O fim dos incentivos fiscais aos híbridos é um retrocesso na descarbonização
Por sua vez, Helder Pedro, secretário-geral da ACAP, responde que o que a ACEA tem defendido é o chamado "princípio da neutralidade tecnológica, ou seja, os poderes públicos não devem impor uma determinada solução tecnológica". O responsável da ACAP explica que os consumidores devem poder escolher entre as várias ofertas que existem no mercado. As marcas fazem parte da solução do processo de descarbonização e querem cumprir as metas estabelecidas, devendo ser dada liberdade para cada uma definir a forma de as atingir.
"Compete aos poderes públicos criar incentivos à renovação do parque automóvel e investir e incentivar o desenvolvimento das redes de carregamento. Mas olhemos para o caso de Portugal. O fim dos incentivos fiscais aos híbridos é um forte retrocesso nas metas de descarbonização impostas pelo Green Deal no seio da UE, uma vez que estes veículos têm emissões de CO2 menores, em cerca de 30%, face ao veículo equivalente a combustão interna", informa.
Para que o objetivo da CE seja exequível, é necessário que todos os Estados-membros na UE "contribuam de forma harmonizada e holística para atingir estas metas, o que, no caso de Portugal, não tem acontecido".
Último trimestre deixa bons indicadores
No último trimestre de 2020, os registos dos veículos elétricos na UE aumentaram de 130.992 unidades em 2019 para quase meio milhão (+ 262%). Esse enorme aumento na procura de Veículos 100% Elétricos (BEV) e Veículos Elétricos Híbridos Plug-In (PHEV) – com registos de crescimento de 216% e 331%, respetivamente – foi impulsionado, em grande parte, por estímulos de alguns governos para impulsionar o mercado do setor por causa da pandemia. Na verdade, este mercado foi mais ativo nos países com os incentivos mais generosos. Na Alemanha, por exemplo, os BEV aumentaram mais de 500% no último trimestre de 2020.

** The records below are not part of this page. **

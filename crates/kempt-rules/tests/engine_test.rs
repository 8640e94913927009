//! Tests for the rule engine: analysis of every rule, then fixing a whole
//! document rule by rule

use kempt_core::{
    AutofixEngine, IndentationSettings, RuleToggle, SourceDocument, StyleSettings, rule_ids,
};
use kempt_rules::{BuiltinRules, RuleEngine};

const MESSY: &str = "class Sample {\n    static public Int32 count;\n\n    void Run() { x = (a) ;;\n    }\n}\n";

#[test]
fn test_fix_applies_every_rule_in_order() {
    let engine = RuleEngine::with_builtin_rules();
    let fixed = engine.fix(&SourceDocument::new(MESSY)).unwrap();
    insta::assert_snapshot!(fixed.text(), @r"
    class Sample
    {
        public static int count;

        void Run()
        {
            x = a;
        }
    }
    ");
    assert!(engine.analyze(&fixed).is_empty());
}

#[test]
fn test_analyze_reports_each_rule() {
    let engine = RuleEngine::with_builtin_rules();
    let violations = engine.analyze(&SourceDocument::new(MESSY));
    let mut rules: Vec<&str> = violations.iter().map(|v| v.rule_id.as_str()).collect();
    rules.sort();
    rules.dedup();
    assert_eq!(
        rules,
        vec![
            rule_ids::BRACES_ON_OWN_LINE,
            rule_ids::REDUNDANT_PARENTHESES,
            rule_ids::MODIFIER_ORDER,
            rule_ids::NO_EMPTY_STATEMENT,
            rule_ids::USE_BUILTIN_TYPE_ALIAS,
            rule_ids::SEMICOLON_SPACING,
        ]
    );
}

#[test]
fn test_settings_drive_analysis_and_fixes() {
    let settings = StyleSettings::default()
        .with_indentation(IndentationSettings::tabs())
        .with_rule(rule_ids::USE_BUILTIN_TYPE_ALIAS, RuleToggle::Off);
    let engine = RuleEngine::new(BuiltinRules::registry(), settings);
    let fixed = engine
        .fix(&SourceDocument::new("class C\n{\n    Int32 x;\n}\n"))
        .unwrap();
    assert_eq!(fixed.text(), "class C\n{\n\tInt32 x;\n}\n");
}

#[test]
fn test_compute_fix_for_a_reported_violation() {
    let engine = RuleEngine::with_builtin_rules();
    let document = SourceDocument::new("y = (a);\n");
    let violation = engine
        .analyze_rule(&document, rule_ids::REDUNDANT_PARENTHESES)
        .pop()
        .unwrap();
    let fixed = engine.fixer().compute_fix(&document, &violation).unwrap();
    assert_eq!(fixed.text(), "y = a;\n");
    assert_eq!(document.text(), "y = (a);\n");
}

#[test]
fn test_compute_fix_all_per_rule() {
    let engine = RuleEngine::with_builtin_rules();
    let document = SourceDocument::new("a()  ;\nb() ;\n");
    let violations = engine.analyze_rule(&document, rule_ids::SEMICOLON_SPACING);
    let fixed = engine.fixer().compute_fix_all(&document, &violations).unwrap();
    assert_eq!(fixed.text(), "a();\nb();\n");
}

No ano passado, os PHEV representaram 11,9% do total das vendas de automóveis de passageiros na UE. Em 2019, a percentagem foi de 5,7%. Os BEV viram um aumento semelhante na procura em 2020, sendo responsáveis por 10,5% de todos os registos de novos carros na UE, quando tinham registado uma quota de mercado de 3% no ano anterior.

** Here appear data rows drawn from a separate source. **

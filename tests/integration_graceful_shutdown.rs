//! S3 — Graceful shutdown under block: a consumer parked in a blocking
//! `receive` on an otherwise-silent input must observe `Terminated` shortly
//! after `stop_process`, with no leaked execution context.

use std::sync::{Arc, Mutex};
use std::time::{Duration, Instant};

use fbp_runtime::status::MessageStatus;
use fbp_runtime::{Component, ComponentBuilder, ComponentContext, ComponentLogic, Runtime};

struct BlockedOnReceive {
    result: Arc<Mutex<Option<MessageStatus>>>,
    unblocked_at: Arc<Mutex<Option<Instant>>>,
}
impl ComponentLogic for BlockedOnReceive {
    fn process(&mut self, ctx: &ComponentContext) -> anyhow::Result<()> {
        let outcome = ctx.receive::<f64>(0);
        *self.unblocked_at.lock().unwrap() = Some(Instant::now());
        *self.result.lock().unwrap() = Some(outcome.status());
        Ok(())
    }
}

#[test]
fn stop_process_unblocks_receive_within_one_timeout_window() {
    let result = Arc::new(Mutex::new(None));
    let unblocked_at = Arc::new(Mutex::new(None));
    let result2 = result.clone();
    let unblocked_at2 = unblocked_at.clone();

    let mut rt = Runtime::new();
    rt.register_component("blocker", move || -> Component {
        ComponentBuilder::new().input::<f64>(0, 1).build(Box::new(BlockedOnReceive {
            result: result2.clone(),
            unblocked_at: unblocked_at2.clone(),
        }))
    });
    rt.add_node("blocker", "b1").unwrap();
    rt.start_network();

    // Give the component time to actually enter the blocking receive.
    std::thread::sleep(Duration::from_millis(30));
    let stop_requested_at = Instant::now();
    rt.stop_network(); // joins internally: returns only after the thread exits.

    assert_eq!(*result.lock().unwrap(), Some(MessageStatus::Terminated));
    let elapsed = unblocked_at.lock().unwrap().unwrap().duration_since(stop_requested_at);
    // One MESSAGE_PUSH_ATTEMPT_TIMEOUT_MS window plus a scheduler quantum;
    // generous bound to absorb CI jitter.
    assert!(
        elapsed < Duration::from_millis(500),
        "receive took too long to observe Terminated: {elapsed:?}"
    );
}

Camiões seguem o caminho da sustentabilidade
A aposta crescente da indústria do setor em veículos ecológicos que garantam a sustentabilidade ambiental vai além dos carros. Uma prova, por exemplo, está no facto de os fabricantes de camiões na Europa terem concordado, em dezembro passado, que até 2040 todos os novos camiões vendidos devem ser livres de combustíveis fósseis para atingir a neutralidade de carbono até 2050.

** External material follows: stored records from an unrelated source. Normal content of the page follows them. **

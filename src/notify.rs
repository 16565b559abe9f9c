//! # Per-Component Wake-Target Notification Channel
//!
//! The source represents a component's execution-context handle as the
//! target of three distinct wake events: `ProcessStart`, `ProcessShutdown`,
//! and `MessageArrival`. Events don't queue — they accumulate as bits, and a
//! waiter can block for any subset of them at once. [`Notifier`] is that
//! channel: a bitfield guarded by a mutex/condvar pair, the same primitive
//! pairing `parking_lot` is already pinned for in the host `Cargo.toml`.
//!
//! Spurious wakes are permitted by design — waiters are expected to re-check
//! whatever condition they were actually waiting for (queue non-empty,
//! `should_run`) rather than trust that a wake implies their condition held.

use std::time::Duration;

use parking_lot::{Condvar, Mutex};

/// Consumed once at context entry; latches the start of the component's
/// `run()` loop.
pub const PROCESS_START: u8 = 0b001;
/// Sticky; observed alongside the component's `should_run` flag.
pub const PROCESS_SHUTDOWN: u8 = 0b010;
/// Set by any successful push into a queue whose reader-target is this
/// context.
pub const MESSAGE_ARRIVAL: u8 = 0b100;

/// A bitfield wake channel shared between a component's execution context
/// and every queue/caller that needs to wake it.
#[derive(Debug, Default)]
pub struct Notifier {
    bits: Mutex<u8>,
    cv: Condvar,
}

impl Notifier {
    /// Creates a channel with no bits set.
    pub fn new() -> Self {
        Self {
            bits: Mutex::new(0),
            cv: Condvar::new(),
        }
    }

    /// Sets `bits` and wakes every waiter. Idempotent for bits already set.
    pub fn signal(&self, bits: u8) {
        let mut guard = self.bits.lock();
        *guard |= bits;
        self.cv.notify_all();
    }

    /// Blocks until at least one bit in `mask` is set, then clears the bits
    /// that were observed set (within `mask`) and returns them.
    pub fn wait_mask(&self, mask: u8) -> u8 {
        let mut guard = self.bits.lock();
        loop {
            let hit = *guard & mask;
            if hit != 0 {
                *guard &= !hit;
                return hit;
            }
            self.cv.wait(&mut guard);
        }
    }

    /// As [`Notifier::wait_mask`], but gives up after `timeout` and returns
    /// `0` if no bit in `mask` was observed set by then.
    pub fn wait_mask_timeout(&self, mask: u8, timeout: Duration) -> u8 {
        let mut guard = self.bits.lock();
        let deadline = std::time::Instant::now() + timeout;
        loop {
            let hit = *guard & mask;
            if hit != 0 {
                *guard &= !hit;
                return hit;
            }
            let now = std::time::Instant::now();
            if now >= deadline {
                return 0;
            }
            let remaining = deadline - now;
            let timed_out = self.cv.wait_for(&mut guard, remaining).timed_out();
            if timed_out {
                let hit = *guard & mask;
                if hit != 0 {
                    *guard &= !hit;
                }
                return hit;
            }
        }
    }

    /// True if any bit in `mask` is currently set, without blocking or
    /// clearing anything.
    pub fn peek(&self, mask: u8) -> bool {
        (*self.bits.lock() & mask) != 0
    }
}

"As mudanças climáticas estão no topo da agenda da indústria dos veículos comerciais, sendo o desafio mais fundamental para a humanidade e para a economia global", disse, em dezembro, Martin Daum, presidente do Conselho de Veículos Comerciais da ACEA para 2021, e que é igualmente CEO da Daimler Truck AG.
Para se iniciar esta transformação, todavia, é necessária união, alerta. Além do investimento dos fabricantes em tecnologia, é preciso ambição dos diferentes governos da Europa que têm de tomar as medidas urgentes e necessárias. Apostar em infraestrutura como pontos de carregamento, estações de hidrogénio, ou criar legislação adequada são algumas das políticas que têm de avançar.